Choosing Between Hot Stocks: Knight-Swift Transportation Holdings Inc. (KNX), Omega Healthcare Investors, Inc. (OHI)

The shares of Knight-Swift Transportation Holdings Inc. have decreased by more than -29.99% this year alone. The shares recently went down by -9.86% or -$3.35 and now trades at $30.61. The shares of Omega Healthcare Investors, Inc. (NYSE:OHI), has jumped by 37.40% year to date as of 12/04/2018. The shares currently trade at $37.84 and have been able to report a change of 3.56% over the past one week.

The stock of Knight-Swift Transportation Holdings Inc. and Omega Healthcare Investors, Inc. were two of the most active stocks on Tuesday. Investors seem to be very interested in what happens to the stocks of these two companies but do investors favor one over the other? We will analyze the growth, profitability, risk, valuation, and insider trends of both companies and see which one investors prefer.

Next 5Y EPS Growth: 27.37% versus 15.80%

When a company is able to grow consistently in terms of earnings at a high compound rate have the highest likelihood of creating value for its shareholders over time. Analysts have predicted that KNX will grow it’s earning at a 27.37% annual rate in the next 5 years. This is in contrast to OHI which will have a positive growth at a 15.80% annual rate. This means that the higher growth rate of KNX implies a greater potential for capital appreciation over the years.

Profitability and Returns

Growth alone cannot be used to see if the company will be valuable. Shareholders will be the losers if a company invest in ventures that aren’t profitable enough to support upbeat growth. In order for us to accurately measure profitability and return, we will be using the EBITDA margin and Return on Investment (ROI), which balances the difference in capital structure. KNX has an EBITDA margin of 20.33%, this implies that the underlying business of OHI is more profitable. The ROI of KNX is 2.10% while that of OHI is 3.20%. These figures suggest that OHI ventures generate a higher ROI than that of KNX.

Cash Flow



The value of a stock is ultimately determined by the amount of cash flow that the investors have available. Over the last 12 months, KNX’s free cash flow per share is a positive 0.

Liquidity and Financial Risk

The ability of a company to meet up with its short-term obligations and be able to clear its longer-term debts is measured using Liquidity and leverage ratios. The debt ratio of KNX is 0.18 compared to 1.33 for OHI. OHI can be able to settle its long-term debts and thus is a lower financial risk than KNX.

Valuation

KNX currently trades at a forward P/E of 11.35, a P/B of 1.00, and a P/S of 1.00 while OHI trades at a forward P/E of 21.38, a P/B of 2.20, and a P/S of 8.61. This means that looking at the earnings, book values and sales basis, KNX is the cheaper one. It is very obvious that earnings are the most important factors to investors, thus analysts are most likely to place their bet on the P/E.

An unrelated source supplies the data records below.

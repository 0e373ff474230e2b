/*!
Neighbor discovery tables.

Knows where LLDP and CDP keep their remote-neighbor rows and how to turn the walked bindings into
`NeighborRecord`s. Also resolves the interface index to name mapping used to label local ports.
*/

pub mod extract;
pub mod ports;
pub mod table;

use serde::{Deserialize, Serialize};

pub use extract::{NeighborScan, extract_neighbors};
pub use ports::{PortResolution, PortTable, resolve_ports};
pub use table::{Column, NeighborTable};

/// One adjacency reported by a device.
#[derive(Debug, Clone, PartialEq, Eq, Serialize, Deserialize)]
pub struct NeighborRecord {
    /// Leading token of the remote system name
    pub remote_device_id: String,
    pub remote_port_label: String,
    /// Interface index on the reporting device, when it could be paired
    pub local_interface_ref: Option<String>,
}

/// How values from different columns are matched up into records.
#[derive(Debug, Clone, Copy, Default, PartialEq, Eq, Serialize, Deserialize)]
#[serde(rename_all = "snake_case")]
pub enum CorrelationPolicy {
    /// The i-th port label goes with the i-th device id, in walk order.
    #[default]
    Positional,
    /// Values are matched by the row index that follows the column number.
    RowIndexed,
}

Analyst Price Targets and Opinions




The mistake some people make is that they think a cheap stock has more value to it. In order to know the value of a stock, there is need to compare its current price to its likely trading price in the future. The price of KNX is currently at a -30.68% to its one-year price target of 44.16. Looking at its rival pricing, OHI is at a 10.74% relative to its price target of 34.17.

When looking at the investment recommendation on say a scale of 1 to 5 (1 being a strong buy, 3 a hold, and 5 a sell), KNX is given a 1.80 while 2.70 placed for OHI. This means that analysts are more bullish on the outlook for OHI stocks.

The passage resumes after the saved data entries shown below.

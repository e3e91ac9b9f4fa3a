//! Operator-facing frame annotation.
//!
//! Non-functional: kept out of the correctness path, only touches the held
//! working frame.

use marker_tf_core::ColorFrame;
use nalgebra::Point2;

/// Radius of the center disc, pixels.
const MARK_RADIUS: i64 = 10;
/// Disc color, RGB.
const MARK_COLOR: [u8; 3] = [255, 0, 0];

/// Draw a filled disc at a detected marker center.
pub(crate) fn mark_center(frame: &mut ColorFrame, center: Point2<f64>) {
    let cx = center.x.round() as i64;
    let cy = center.y.round() as i64;
    for dy in -MARK_RADIUS..=MARK_RADIUS {
        for dx in -MARK_RADIUS..=MARK_RADIUS {
            if dx * dx + dy * dy > MARK_RADIUS * MARK_RADIUS {
                continue;
            }
            let (x, y) = (cx + dx, cy + dy);
            if x < 0 || y < 0 {
                continue;
            }
            frame.set_pixel(x as usize, y as usize, MARK_COLOR);
        }
    }
}

#[cfg(test)]
mod tests {
    use super::*;
    use marker_tf_core::PixelLayout;

    #[test]
    fn marks_the_center_pixel() {
        let mut frame =
            ColorFrame::new(64, 64, PixelLayout::Rgb8, vec![0u8; 64 * 64 * 3]).expect("frame");
        mark_center(&mut frame, Point2::new(32.0, 32.0));
        let idx = (32 * 64 + 32) * 3;
        assert_eq!(&frame.data[idx..idx + 3], &MARK_COLOR);
    }

    #[test]
    fn clips_at_the_frame_border() {
        let mut frame =
            ColorFrame::new(16, 16, PixelLayout::Rgb8, vec![0u8; 16 * 16 * 3]).expect("frame");
        // Must not panic or wrap around.
        mark_center(&mut frame, Point2::new(0.0, 0.0));
        mark_center(&mut frame, Point2::new(15.0, 15.0));
    }
}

Insider Activity and Investor Sentiment

Short interest or otherwise called the percentage of a stock’s tradable shares currently being shorted is another data that investors use to get a handle on sentiment. The short ratio for KNX is 10.44 while that of OHI is just 11.09. This means that analysts are more bullish on the forecast for KNX stock.

Conclusion

The stock of Omega Healthcare Investors, Inc. defeats that of Knight-Swift Transportation Holdings Inc. when the two are compared, with OHI taking 3 out of the total factors that were been considered. OHI happens to be more profitable, generates a higher ROI, has higher cash flow per share, higher liquidity and has a lower financial risk. When looking at the stock valuation, OHI is the cheaper one on an earnings, book value and sales basis. Finally, the sentiment signal for OHI is better on when it is viewed on short interest.